Este año he tenido suerte y para Sant Jordi me regalaron una rosa y un libro fantástico: Un home bo costa de trobar (L’Altra editorial, 2024), de la autora estadounidense Flannery O’Connor. Se trata de una colección de relatos cortos, entre ellos el que da título al libro, que reflejan con mucha lucidez (y algo de terror) la vida y valores de los habitantes del sur de Estados Unidos en los años 50, en especial los de su Georgia natal, pero también de Florida, Tennessee, Carolina del Sur…

“Tennessee es un vertedero de basura con montañas y Georgia también es un estado de mierda”, dice el protagonista de uno de los cuentos, traducidos al catalán de una forma tan excelente que hasta me ha resultado extraña. Supongo que se debe al intento de traducir con fidelidad el dialecto sureño (en el libro aparecen niños, delincuentes, predicadores negros, granjeros, etcétera) y que la traductora ha hecho un gran trabajo, pero cuando leo “Deixa’m passar, mestretites, cabra xaruga!”, desde luego no me sitúo en el sur de los Estados Unidos, ni siquiera en Barcelona. Tampoco cuando leo palabras como “dingú” (en lugar de ningú), “aixins”, “domés” (només), o “dugues” (dues) sin entrecomillar. ¿No sería más adecuado avisar al lector de que se encontrará con faltas de ortografía de forma intencionada

“Si el original tiene incorrecciones asociadas a un determinado grupo social, tiene sentido que la traductora haya buscado el equivalente en catalán”, me explicó un reconocido editor catalán cuando le manifesté lo extraño que me parecían algunos fragmentos del libro. De lo que se trata, añadió el editor, “es de trasladar de una lengua a otra el contenido semántico, pero también otros aspectos lingüísticos (variantes geográficas, sociales, particularidades del registro)”. Después, me sugirió que leyera un libro de Umberto Eco sobre traducción en el que habla de todos los niveles de traducción (contenido semántico, aspectos formales, lingüísticos, métricos, en el caso de poesía) y cómo negociar entre ellos. 

De acuerdo. Acepto su razonamiento, aunque sigo pensando que en la realidad nadie dice “mestretites” o “dingú”, y ahora volvamos a O’Connor.  “Es la autora de referencia de la literatura del sur”, me dijo mi amigo Elijah, que creció en Charlotte, Carolina del Norte, en el seno de una familia blanca y católica procedente de otra ciudad sureña, Birmingham, Alabama, con un 65% de población negra. “Mi abuela estaba medio chalada”, se ríe, comparándola a un personaje de O’Connor. La mayoría de los personajes de la autora, que murió de lupus a los 39 años, son freaks, personajes grotescos que de entrada parecen frágiles, con alguna debilidad física o psicológica, pero que nos están mostrando la esencia de la naturaleza humana, y que tienen en común vivir en un entorno marcado por el racismo, la violencia y la religión. 

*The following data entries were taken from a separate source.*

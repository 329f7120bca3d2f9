use axum::{Router, http::HeaderValue, middleware, routing::get};
use metrics_exporter_prometheus::PrometheusHandle;
use std::sync::Arc;
use tower_http::cors::{Any, CorsLayer};
use tower_http::trace::TraceLayer;

use crate::config::Config;
use crate::services::MovieService;
use crate::state::SharedState;

mod error;
mod movies;
mod observability;
mod system;
mod types;
mod validation;

pub use error::ApiError;
pub use types::*;

#[derive(Clone)]
pub struct AppState {
    pub shared: Arc<SharedState>,

    pub prometheus_handle: Option<PrometheusHandle>,
}

impl AppState {
    #[must_use]
    pub fn config(&self) -> &Config {
        &self.shared.config
    }

    #[must_use]
    pub fn store(&self) -> &crate::db::Store {
        &self.shared.store
    }

    #[must_use]
    pub fn movie_service(&self) -> &Arc<dyn MovieService> {
        &self.shared.movie_service
    }
}

#[must_use]
pub fn create_app_state(
    shared: Arc<SharedState>,
    prometheus_handle: Option<PrometheusHandle>,
) -> Arc<AppState> {
    Arc::new(AppState {
        shared,
        prometheus_handle,
    })
}

pub async fn create_app_state_from_config(
    config: Config,
    prometheus_handle: Option<PrometheusHandle>,
) -> anyhow::Result<Arc<AppState>> {
    let shared = Arc::new(SharedState::new(config).await?);
    Ok(create_app_state(shared, prometheus_handle))
}

pub fn router(state: Arc<AppState>) -> Router {
    let config = state.config();
    let base_path = config.server.base_path.clone();
    let cors_origins = &config.server.cors_allowed_origins;

    let api_router = Router::new()
        .route(
            "/movies",
            get(movies::list_movies).post(movies::create_movie),
        )
        .route(
            "/movies/{id}",
            get(movies::get_movie)
                .patch(movies::update_movie)
                .delete(movies::delete_movie),
        )
        .route("/system/health/live", get(system::health_live))
        .route("/system/health/ready", get(system::health_ready))
        .route("/metrics", get(observability::get_metrics))
        .layer(middleware::from_fn(observability::logging_middleware))
        .with_state(state.clone());

    let cors_layer = if cors_origins.iter().any(|o| o == "*") {
        CorsLayer::new().allow_origin(Any)
    } else {
        let origins: Vec<HeaderValue> =
            cors_origins.iter().filter_map(|s| s.parse().ok()).collect();
        CorsLayer::new().allow_origin(origins)
    };

    let app = if base_path.is_empty() || base_path == "/" {
        api_router
    } else {
        Router::new().nest(&base_path, api_router)
    };

    app.layer(cors_layer.allow_methods(Any).allow_headers(Any))
        .layer(TraceLayer::new_for_http())
}
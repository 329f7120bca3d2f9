use std::sync::Arc;

use crate::config::Config;
use crate::db::Store;
use crate::services::{MovieService, SeaOrmMovieService};

/// Everything the HTTP handlers and CLI commands share.
#[derive(Clone)]
pub struct SharedState {
    pub config: Arc<Config>,

    pub store: Store,

    pub movie_service: Arc<dyn MovieService>,
}

impl SharedState {
    /// Opens the database (running migrations) and wires the services.
    pub async fn new(config: Config) -> anyhow::Result<Self> {
        let store = Store::with_pool_options(
            &config.general.database_path,
            config.general.max_db_connections,
            config.general.min_db_connections,
        )
        .await?;

        Ok(Self::with_store(config, store))
    }

    #[must_use]
    pub fn with_store(config: Config, store: Store) -> Self {
        let movie_service: Arc<dyn MovieService> = Arc::new(SeaOrmMovieService::new(
            store.clone(),
            config.catalog.clone(),
        ));

        Self {
            config: Arc::new(config),
            store,
            movie_service,
        }
    }
}
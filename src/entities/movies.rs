use sea_orm::entity::prelude::*;

use crate::domain::MovieStatus;

#[derive(Clone, Debug, PartialEq, DeriveEntityModel)]
#[sea_orm(table_name = "movies")]
pub struct Model {
    #[sea_orm(primary_key)]
    pub id: i32,
    pub name: String,
    pub date: Date,
    pub score: f64,
    #[sea_orm(column_type = "Text")]
    pub overview: String,
    pub status: MovieStatus,
    pub budget: f64,
    pub revenue: f64,
    pub country_id: i32,
}

#[derive(Copy, Clone, Debug, EnumIter, DeriveRelation)]
pub enum Relation {
    #[sea_orm(
        belongs_to = "super::countries::Entity",
        from = "Column::CountryId",
        to = "super::countries::Column::Id",
        on_update = "Cascade",
        on_delete = "Restrict"
    )]
    Country,
    #[sea_orm(has_many = "super::movie_genres::Entity")]
    MovieGenres,
    #[sea_orm(has_many = "super::movie_actors::Entity")]
    MovieActors,
    #[sea_orm(has_many = "super::movie_languages::Entity")]
    MovieLanguages,
}

impl Related<super::countries::Entity> for Entity {
    fn to() -> RelationDef {
        Relation::Country.def()
    }
}

impl Related<super::genres::Entity> for Entity {
    fn to() -> RelationDef {
        super::movie_genres::Relation::Genre.def()
    }

    fn via() -> Option<RelationDef> {
        Some(super::movie_genres::Relation::Movie.def().rev())
    }
}

impl Related<super::actors::Entity> for Entity {
    fn to() -> RelationDef {
        super::movie_actors::Relation::Actor.def()
    }

    fn via() -> Option<RelationDef> {
        Some(super::movie_actors::Relation::Movie.def().rev())
    }
}

impl Related<super::languages::Entity> for Entity {
    fn to() -> RelationDef {
        super::movie_languages::Relation::Language.def()
    }

    fn via() -> Option<RelationDef> {
        Some(super::movie_languages::Relation::Movie.def().rev())
    }
}

impl ActiveModelBehavior for ActiveModel {}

“Las historias de ficción de O'Connor están llenas de escenarios que ahora tienen el aire de los mitos de mediados de siglo: un evangelista que predica el evangelio a la puerta de un cine; una abuela tiroteada por un preso fugado al borde de la carretera; un vendedor de biblias que seduce a una mujer intelectual en un pajar”, observa el crítico literario Paul Elie en un artículo publicado en The New Yorker en 2020 donde analiza el posible racismo de la autora, blanca y católica, a partir de su correspondencia personal. Es cierto que O’Connor a veces utilizaba la palabra “nigger” y el término “basura blanca” en sus cartas, pero tras leerla no me queda duda de que en sus historias manifiesta su compasión por el sufrimiento de los negros sureños y de cualquier persona vulnerable o frágil. Que no me la cancelen.